Une visite simple et du réconfort

[REPORTAGE] – Monseigneur Pierre-Yves Michel a rencontré ce mercredi des viticulteurs et des arboriculteurs du nord de la Drôme, dont la production a été fortement endommagée par l’épisode de gel des jours précédents. Il a pu entendre les difficultés d’un monde agricole, pourtant si essentiel à notre vie, et les a encouragé à l’espérance.

« Je n’arrive pas avec des subventions, mais je vous apporte un signe de soutien. Je suis là pour vous écouter, pour souligner la beauté de votre travail, même s’il est rude et difficile ». L’ambiance était chaleureuse dans les différentes exploitations arboricoles et viticoles que Monseigneur Pierre-Yves Michel, évêque de Valence, a visité ce mercredi 21 avril.  A la Roche de Glun, à Clérieux ou encore à Moras en Valloire, il a écouté des agriculteurs affectés moralement par le nouvel aléa climatique qui a décimé, pour certains, la majorité de leur production de fruits.

« C’est plus l’accumulation que le dernier phénomène qui nous fait mal. On n’a pas le temps de lever la tête que ça revient. C’est décourageant », souffle Bernard qui cultive la vigne, et les abricots. Ces dix dernières années, les agriculteurs n’ont pas connu de récolte complète, subissant chaque année neige, grêle, gel ou tempête de vent. « Tous les ans je guette le ciel. Je suis à la fois triste mais aussi révolté », confie-t-il.

Un ras le bol qui est renforcé par l’image dont souffre ces professionnels de la terre : « Notre monde agricole est malmené et accusé de beaucoup de maux. A l’étranger ce ne sont pas des magiciens, ils n’ont pas des cerises belles toute l’année sans produits. Même en bio il faut des produits comme le cuivre dans la vigne ! On est de plus en plus vertueux mais de moins en moins respectés », souffle un viticulteur du nord du département de la Drôme. « Il y a une réelle méconnaissance de notre métier. Les produits agricoles que nous vendons ne sont pas suffisants pour nous faire vivre. On nous donne des subventions et des aides, mais ce n’est pas cela que nous voulons. Nous voulons vivre de notre travail et de ce que nous produisons. Notre métier c’est de nourrir les gens ».
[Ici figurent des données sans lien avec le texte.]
//! Core library for drawing annotated measurement arrows.
//!
//! The entry point is [`dimension::draw_measurement_arrow`], which paints a
//! dimension between two points on any [`render::Surface`].

pub mod dimension;
pub mod geometry;
pub mod io;
pub mod render;
pub mod styles;

pub use dimension::{draw_measurement_arrow, MeasurementLayout, MeasurementRequest};
pub use geometry::{rotate_point, Point};
pub use render::{RecordingSurface, Surface, SurfaceError, SvgSurface};
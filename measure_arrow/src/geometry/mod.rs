//! Basic geometry primitives for measurement overlays.

use nalgebra::{Rotation2, Vector2};

pub mod point;

pub use point::Point;

/// Representation of a 2D line segment between two points.
#[derive(Debug, Clone, Copy, PartialEq)]
pub struct Line {
    pub start: Point,
    pub end: Point,
}

impl Line {
    /// Creates a new line segment.
    pub fn new(start: Point, end: Point) -> Self {
        Self { start, end }
    }

    /// Returns the length of the line segment.
    pub fn length(&self) -> f64 {
        distance(self.start, self.end)
    }

    /// Returns the midpoint of the line segment.
    pub fn midpoint(&self) -> Point {
        midpoint(self.start, self.end)
    }

    /// Returns the direction from the start point to the end point in radians,
    /// measured from the positive X axis.
    ///
    /// A zero-length segment has an azimuth of `0.0`.
    pub fn azimuth(&self) -> f64 {
        (self.end.y - self.start.y).atan2(self.end.x - self.start.x)
    }
}

/// Calculates the Euclidean distance between two points.
pub fn distance(a: Point, b: Point) -> f64 {
    (b.x - a.x).hypot(b.y - a.y)
}

/// Returns the point halfway between `a` and `b`.
pub fn midpoint(a: Point, b: Point) -> Point {
    Point::new((a.x + b.x) / 2.0, (a.y + b.y) / 2.0)
}

/// Rotates `point` about `center` by `angle` radians.
///
/// Positive angles turn from the positive X axis towards the positive Y axis,
/// which appears clockwise on a surface whose Y axis points down.
pub fn rotate_point(point: Point, center: Point, angle: f64) -> Point {
    let v = Rotation2::new(angle) * Vector2::new(point.x - center.x, point.y - center.y);
    Point::new(center.x + v.x, center.y + v.y)
}

/// Translates `origin` by `(dx, dy)` in the unrotated frame and rotates the
/// result about `origin` by `angle`.
///
/// Every offset along a measured segment is expressed this way: a shift along
/// the conceptual horizontal/vertical axes, then a rotation into the segment's
/// orientation.
pub fn offset_rotated(origin: Point, dx: f64, dy: f64, angle: f64) -> Point {
    rotate_point(origin.offset(dx, dy), origin, angle)
}
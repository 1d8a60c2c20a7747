//! Drawing surface abstraction used by the measurement renderer.
//!
//! A [`Surface`] mirrors a 2D canvas context: it owns a stack of style state
//! (colors, line width, font, text alignment and the current transform), a
//! current path, and text metrics. Two implementations are provided:
//! [`RecordingSurface`] keeps a log of draw commands and [`SvgSurface`] builds
//! an SVG document.

use std::fmt;
use std::ops::{Deref, DerefMut};

use crate::geometry::Point;

pub mod color;
pub mod recording;
pub mod state;
pub mod svg;

pub use color::Color;
pub use recording::{DrawCommand, RecordingSurface};
pub use state::{DrawState, PathState, StateStack, Subpath};
pub use svg::SvgSurface;

/// Errors reported by a drawing surface.
#[derive(Debug, thiserror::Error)]
pub enum SurfaceError {
    #[error("invalid color '{0}'")]
    InvalidColor(String),
    #[error(transparent)]
    Io(#[from] std::io::Error),
}

/// Horizontal alignment of painted text relative to its origin.
#[derive(Debug, Clone, Copy, PartialEq, Eq, Default, serde::Serialize)]
#[serde(rename_all = "lowercase")]
pub enum TextAlignment {
    #[default]
    Left,
    Center,
    Right,
}

/// Vertical alignment of painted text relative to its origin.
#[derive(Debug, Clone, Copy, PartialEq, Eq, Default, serde::Serialize)]
#[serde(rename_all = "lowercase")]
pub enum TextBaseline {
    Top,
    Middle,
    Bottom,
    #[default]
    Alphabetic,
}

/// Font used for text painting and measurement.
#[derive(Debug, Clone, PartialEq, serde::Serialize)]
pub struct Font {
    pub size: f64,
    pub family: String,
}

impl Font {
    pub fn new(size: f64, family: &str) -> Self {
        Self {
            size,
            family: family.to_string(),
        }
    }
}

impl Default for Font {
    fn default() -> Self {
        Self::new(10.0, "sans-serif")
    }
}

impl fmt::Display for Font {
    fn fmt(&self, f: &mut fmt::Formatter<'_>) -> fmt::Result {
        write!(f, "{}px {}", self.size, self.family)
    }
}

/// A 2D drawing context.
///
/// Path coordinates are interpreted in the current transform at the time they
/// are added, as on an HTML canvas.
pub trait Surface {
    /// Pushes a copy of the current style state.
    fn save(&mut self);
    /// Pops the most recently saved style state. Unbalanced calls are ignored.
    fn restore(&mut self);

    fn set_stroke_color(&mut self, color: &str) -> Result<(), SurfaceError>;
    fn set_fill_color(&mut self, color: &str) -> Result<(), SurfaceError>;
    fn set_line_width(&mut self, width: f64);
    fn set_font(&mut self, font: Font);
    fn set_text_align(&mut self, align: TextAlignment);
    fn set_text_baseline(&mut self, baseline: TextBaseline);

    fn begin_path(&mut self);
    fn move_to(&mut self, p: Point);
    fn line_to(&mut self, p: Point);
    fn close_path(&mut self);
    fn stroke(&mut self) -> Result<(), SurfaceError>;
    fn fill(&mut self) -> Result<(), SurfaceError>;

    /// Returns the advance width of `text` in the current font.
    fn measure_text(&mut self, text: &str) -> f64;
    fn fill_text(&mut self, text: &str, at: Point) -> Result<(), SurfaceError>;

    fn translate(&mut self, dx: f64, dy: f64);
    fn rotate(&mut self, angle: f64);
}

/// Scoped style state: saves on creation and restores when dropped.
///
/// The guard dereferences to the surface, so drawing goes through it and the
/// restore happens on every exit path, including `?` returns.
pub struct SurfaceGuard<'a, S: Surface + ?Sized> {
    surface: &'a mut S,
}

impl<'a, S: Surface + ?Sized> SurfaceGuard<'a, S> {
    pub fn new(surface: &'a mut S) -> Self {
        surface.save();
        Self { surface }
    }
}

impl<S: Surface + ?Sized> Deref for SurfaceGuard<'_, S> {
    type Target = S;

    fn deref(&self) -> &S {
        self.surface
    }
}

impl<S: Surface + ?Sized> DerefMut for SurfaceGuard<'_, S> {
    fn deref_mut(&mut self) -> &mut S {
        self.surface
    }
}

impl<S: Surface + ?Sized> Drop for SurfaceGuard<'_, S> {
    fn drop(&mut self) {
        self.surface.restore();
    }
}

/// Approximate advance of one glyph as a fraction of the font size.
pub const AVERAGE_GLYPH_ADVANCE: f64 = 0.55;

/// Estimates the rendered width of `text` without font files.
pub fn estimate_text_width(text: &str, font: &Font) -> f64 {
    text.chars().count() as f64 * font.size * AVERAGE_GLYPH_ADVANCE
}
impl ScoringEngine {
    pub fn new() -> Self {
        Self {
            weights: ScoringWeights::default(),
            max_keywords: 30,
        }
    }

    pub fn with_weights(weights: ScoringWeights, max_keywords: usize) -> Self {
        Self {
            weights,
            max_keywords,
        }
    }

    pub fn calculate_score(
        &self,
        resume_text: &str,
        keywords: &[String],
        sections: &[SectionInfo],
        matches: &[KeywordMatch],
    ) -> EnhancedAtsScoreResult {
        if resume_text.is_empty() || keywords.is_empty() {
            return EnhancedAtsScoreResult::empty(keywords);
        }

        let exact_matches: Vec<&KeywordMatch> = matches
            .iter()
            .filter(|m| m.match_type == MatchType::Exact)
            .collect();
        let partial_matches: Vec<&KeywordMatch> = matches
            .iter()
            .filter(|m| m.match_type == MatchType::Partial)
            .collect();
        let semantic_matches: Vec<&KeywordMatch> = matches
            .iter()
            .filter(|m| m.match_type == MatchType::Semantic)
            .collect();

        // Category weight x match-type weight, layered on top of the
        // per-match scores from the matching engine. The double weighting
        // is intentional: category matters both per match and in aggregate.
        let exact_score = self.partition_score(&exact_matches, self.weights.exact_match);
        let partial_score = self.partition_score(&partial_matches, self.weights.partial_match);
        let semantic_score = self.partition_score(&semantic_matches, self.weights.semantic_match);
        let base_score = exact_score + partial_score + semantic_score;

        let section_bonus = self.section_bonus(matches, sections);
        let category_bonus = self.category_bonus(matches);
        let keyword_density = self.keyword_density(resume_text, matches);
        let density_bonus = self.density_bonus(keyword_density);
        let length_bonus = self.length_bonus(matches);

        // The denominator assumes every keyword could have been an exact
        // technical match. Conservative on purpose: non-technical keyword
        // lists are structurally unable to reach very high scores.
        let total_possible =
            keywords.len() as f64 * self.weights.category_weights.technical * self.weights.exact_match;

        let raw_percentage = (base_score + section_bonus + category_bonus) / total_possible * 100.0;
        let final_score = (raw_percentage * (1.0 + density_bonus + length_bonus)).min(100.0);

        debug!(
            "base={:.2} section_bonus={:.2} category_bonus={:.2} density_bonus={:.3} length_bonus={:.3} -> {:.2}",
            base_score, section_bonus, category_bonus, density_bonus, length_bonus, final_score
        );

        let matched_set: HashSet<String> =
            matches.iter().map(|m| m.keyword.to_lowercase()).collect();
        let missing_keywords: Vec<String> = keywords
            .iter()
            .take(self.max_keywords)
            .filter(|k| !matched_set.contains(&k.to_lowercase()))
            .cloned()
            .collect();

        let recommendations = self.generate_recommendations(
            final_score,
            &exact_matches,
            &partial_matches,
            &missing_keywords,
            sections,
            keyword_density,
        );

        EnhancedAtsScoreResult {
            score: final_score.round().clamp(0.0, 100.0) as u8,
            total_keywords: keywords.len(),
            matched_keywords: exact_matches
                .iter()
                .chain(semantic_matches.iter())
                .map(|m| (*m).clone())
                .collect(),
            missing_keywords,
            partial_matches: partial_matches.iter().map(|m| (*m).clone()).collect(),
            recommendations,
            breakdown: ScoreBreakdown {
                exact_matches: exact_score,
                partial_matches: partial_score,
                semantic_matches: semantic_score,
                section_bonuses: section_bonus,
                category_bonuses: category_bonus,
            },
            keyword_density,
            sections_detected: sections.iter().map(|s| s.name.clone()).collect(),
        }
    }

    fn category_weight(&self, category: KeywordCategory) -> f64 {
        let weights = &self.weights.category_weights;
        match category {
            KeywordCategory::Technical => weights.technical,
            KeywordCategory::SoftSkill => weights.soft_skill,
            KeywordCategory::Qualification => weights.qualification,
            KeywordCategory::JobFunction => weights.job_function,
            KeywordCategory::Other => weights.other,
        }
    }

    fn partition_score(&self, matches: &[&KeywordMatch], match_weight: f64) -> f64 {
        matches
            .iter()
            .map(|m| self.category_weight(keyword_category(&m.keyword)) * match_weight)
            .sum()
    }

    /// Only the incremental portion above the 1.0 baseline counts, to avoid
    /// double-counting the multiplier already folded into raw match scores.
    fn section_bonus(&self, matches: &[KeywordMatch], sections: &[SectionInfo]) -> f64 {
        matches
            .iter()
            .filter_map(|m| {
                let section_name = m.section.as_ref()?;
                let section = sections.iter().find(|s| &s.name == section_name)?;
                let base = self.category_weight(keyword_category(&m.keyword));
                Some(base * (section.multiplier - 1.0))
            })
            .sum()
    }

    /// A single keyword can stack several bonuses when it hits multiple
    /// technology buckets.
    fn category_bonus(&self, matches: &[KeywordMatch]) -> f64 {
        let bonuses = &self.weights.bonus_scores;
        let mut bonus = 0.0;

        for m in matches {
            let keyword = m.keyword.to_lowercase();

            if PROGRAMMING_LANGUAGES.contains(keyword.as_str()) {
                bonus += bonuses.programming_language;
            }
            if AI_ML_TECHNOLOGIES.contains(keyword.as_str()) {
                bonus += bonuses.ai_ml;
            }
            if CLOUD_PLATFORMS.contains(keyword.as_str()) {
                bonus += bonuses.cloud;
            }
            if FRAMEWORK_INDICATORS.iter().any(|i| keyword.contains(i)) {
                bonus += bonuses.framework;
            }
            if DATABASE_INDICATORS.iter().any(|i| keyword.contains(i)) {
                bonus += bonuses.database;
            }
            if DEVOPS_INDICATORS.iter().any(|i| keyword.contains(i)) {
                bonus += bonuses.devops;
            }
            if SECURITY_INDICATORS.iter().any(|i| keyword.contains(i)) {
                bonus += bonuses.security;
            }
        }

        bonus
    }

    /// Tighter band first; only one band applies.
    fn density_bonus(&self, keyword_density: f64) -> f64 {
        if (0.01..=0.05).contains(&keyword_density) {
            0.1
        } else if (0.005..=0.07).contains(&keyword_density) {
            0.05
        } else {
            0.0
        }
    }

    fn length_bonus(&self, matches: &[KeywordMatch]) -> f64 {
        let bonus: f64 = matches
            .iter()
            .map(|m| match m.keyword.len() {
                3..=20 => 0.5,
                21..=30 => 0.2,
                _ => 0.0,
            })
            .sum();
        bonus / 100.0
    }

    fn keyword_density(&self, resume_text: &str, matches: &[KeywordMatch]) -> f64 {
        let total_words = resume_text.unicode_words().count();
        if total_words == 0 {
            return 0.0;
        }
        let unique_matches: HashSet<String> =
            matches.iter().map(|m| m.keyword.to_lowercase()).collect();
        unique_matches.len() as f64 / total_words as f64
    }

    fn generate_recommendations(
        &self,
        score: f64,
        exact_matches: &[&KeywordMatch],
        partial_matches: &[&KeywordMatch],
        missing_keywords: &[String],
        sections: &[SectionInfo],
        keyword_density: f64,
    ) -> Vec<String> {
        let mut recommendations = Vec::new();

        if score < 30.0 {
            recommendations.push(
                "Your resume needs significant improvement to match this job posting".to_string(),
            );
        } else if score < 60.0 {
            recommendations.push(
                "Your resume has potential but needs optimization for better ATS performance"
                    .to_string(),
            );
        } else if score < 80.0 {
            recommendations.push(
                "Good foundation! A few tweaks will significantly improve your ATS score"
                    .to_string(),
            );
        } else {
            recommendations
                .push("Excellent! Your resume is well-optimized for ATS systems".to_string());
        }

        let top_missing: Vec<&str> = missing_keywords
            .iter()
            .filter(|k| !is_noise_word(k))
            .take(5)
            .map(|k| k.as_str())
            .collect();
        if !top_missing.is_empty() {
            recommendations.push(format!(
                "Add these important keywords: {}",
                top_missing.join(", ")
            ));
        }

        if !partial_matches.is_empty() {
            let top_partial: Vec<&str> = partial_matches
                .iter()
                .take(3)
                .map(|m| m.keyword.as_str())
                .collect();
            recommendations.push(format!(
                "Consider using exact terms: {}",
                top_partial.join(", ")
            ));
        }

        let has_skills_section = sections
            .iter()
            .any(|s| s.name.contains("skill") || s.name.contains("technical"));
        let has_experience_section = sections
            .iter()
            .any(|s| s.name.contains("experience") || s.name.contains("work"));

        if !has_skills_section {
            recommendations
                .push("Add a dedicated 'Skills' or 'Technical Skills' section".to_string());
        }
        if !has_experience_section {
            recommendations
                .push("Ensure your work experience section uses relevant keywords".to_string());
        }

        if keyword_density < 0.005 {
            recommendations
                .push("Your resume could benefit from more relevant keywords".to_string());
        } else if keyword_density > 0.07 {
            recommendations
                .push("Avoid keyword stuffing - use keywords naturally in context".to_string());
        }

        if !exact_matches.is_empty() {
            let top_matches: Vec<&str> = exact_matches
                .iter()
                .take(3)
                .map(|m| m.keyword.as_str())
                .collect();
            recommendations.push(format!("Great job including: {}", top_matches.join(", ")));
        }

        recommendations
    }
}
Des difficultés entendues par Monseigneur Michel dont l’objectif était aussi « de partager et connaître vos difficultés pour apporter un regard différent dans la société de votre domaine, en expliquant ce que vous vivez. Les bons produits dans nos assiettes c’est grâce à vous. On a besoin de le souligner. Cultiver la terre c’est contribuer à toute la vie de la société », leur a-t-il assuré.

L’évêque de Valence a également abordé l’encyclique Laudato Si sur l’écologie intégrale en sensibilisant ces professionnels qu’il a rencontré sur le principe que « tout est lié, la relation à nous même, aux autres, à l’environnement et à Dieu. Tout cela est à redécouvrir. Par le savoir-faire et l’amour de la terre il est important de se demander ce que nous faisons de notre maison commune et d’avoir un regard différence sur la création ».

Et Monseigneur Michel de se réjouir « C’est une visite simple qui leur a apporté du réconfort. Dans l’échange nous avons pu aussi chercher des signes d’espérance. Après quelques hésitations ils en ont donné, comme la joie d’avoir pu donner à leurs enfants l’importance du travail ou la joie de transmettre et celle de voir que les nouvelles générations vivent ce métier avec une certaine créativité. Il y a un enjeu pour que la population redécouvre et respecte mieux ce métier de la terre. J’ai bien aimé leur parole vraie sur leur amour de la terre, leur fierté malgré la dureté et quelques fois une pointe de désespérance et de découragement, compréhensibles ».

Demain, jeudi 22 avril, Pierre-Yves Michel ira à la rencontre d’agriculteurs dans la Drôme Provençale.